The last book I read that contained no conflict was an ABC board book.
Davalynn Spencer says
As a middle school teacher, I tell my story-writing students that they don’t have a story if they don’t have conflict, a problem. Even at that level, the concept helps them write better stories. Since we face problems/trouble/conflict in our daily lives on a fairly regular basis, we are encouraged when we read about others who face problems and overcome them (or not) even though they may be fictional. There is so much truth exposed through fiction; it’s a wonderful learning venue. See the City of God series by some guy named Ingermanson.
Jonathan Cain says
Two quick thoughts: I’m reading that most of you believe that the human condition is all about (or mostly about) conflict.

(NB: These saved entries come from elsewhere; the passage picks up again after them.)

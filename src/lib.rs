//! Sitenav: Page-Tree Navigation and Access Control
//!
//! Builds an immutable sitemap of pages from declarative sources, verifies it is
//! free of redirect loops, projects it per session according to what the current
//! subject may see, and drives navigation between pages with cancelable
//! lifecycle notifications.

pub mod access;
pub mod concurrency;
pub mod config;
pub mod error;
pub mod i18n;
pub mod logging;
pub mod navigation;
pub mod sitemap;
pub mod sort;
pub mod tooling;
pub mod tree;
pub mod types;
pub mod user;
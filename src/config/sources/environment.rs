//! Environment variable source: SITENAV__ prefix with __ separator

use config::builder::DefaultState;
use config::ConfigBuilder;
use config::ConfigError;
use config::Environment;

/// Add environment variable overlay to builder.
///
/// `SITENAV__NAVIGATION__USE_BANG=true` sets `navigation.use_bang`; list keys
/// take comma-separated values.
pub fn add_to_builder(
    builder: ConfigBuilder<DefaultState>,
) -> Result<ConfigBuilder<DefaultState>, ConfigError> {
    Ok(builder.add_source(
        Environment::with_prefix("SITENAV")
            .prefix_separator("__")
            .separator("__")
            .list_separator(",")
            .with_list_parse_key("sitemap.sources")
            .with_list_parse_key("sitemap.files")
            .try_parsing(true),
    ))
}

I feel that it has been suggested that if I don’t see the conflict, I’m not looking hard enough.
I feel like I am. I am constanty aware of the conflict, major and minor in my life, things like, “will those darn computers EVER stop breaking for just three minutes at work so I can do something besides fix them for a change?”, or “Will the Denver Vroncos EVER win a football game again?”
I really feel like there are things in real life that don’t involve conflicting anything- some love stories, and, well, i really don’t have this all thought out, which is why I asked Randy the question.
I will leave you with this thought: is conflict really the best terminology to describe what happens in fiction? Consider the definitions of conflict as posted by Crystal- to me, almost every single one has an almost…aggressive definition. Is this really an appropriate term for all stories?
What if I an writing a story about the search for a perfect pair of pants? Is what my character going through REALLY as much “conflict” as what a character like Frodo Baggins has to go through in his journey?
I realize that this is only semantics, but I think that this issue, for me at least, is a deep one that gets to the very core of why I need to write fiction, as well as the biggest roadblock that I face right now in my writing.
Camille says
If the character searches for pants and the first pair is perfect, then the story is over, the end. When did the reader begin to care? What kept him turning pages? If in the search for perfect pants, a number of obstacles got in the way, those would be conflicts. They don’t have to be aggressive obstacles. Unless it’s an overbearing saleslady and in that case, we are set up for the underlying character arc, the one in which we watch our shopping mc go through the process of developing a backbone, something common to the human condition to which we readers can relate. jm2c. ๐
Andrea says
My favorite book of all time is Dandelion Wine by Ray Bradbury. A wee bit o’ conflict but pages and pages of 1920 summertime atmosphere. My 11 year old daughter is reading it now and likes it for the same reason I did, because of the way it makes her feel.
For instance on the last ride of the Green Trolley everyone is happy going out to the lake and then tired from the long day on the last ride back in to town.
I guess one can say its conflict but that’s defining conflict so broadly as to be almost meaningless. Conflict is perhaps the easiest, most standard way to get a reader to take an emotional ride but there are other ways that maybe we don’t see much of these days.
Judith Robl says
Jonathan, just ditch the terminology and tell the story. It looks to me like you’re getting hung up on semantics.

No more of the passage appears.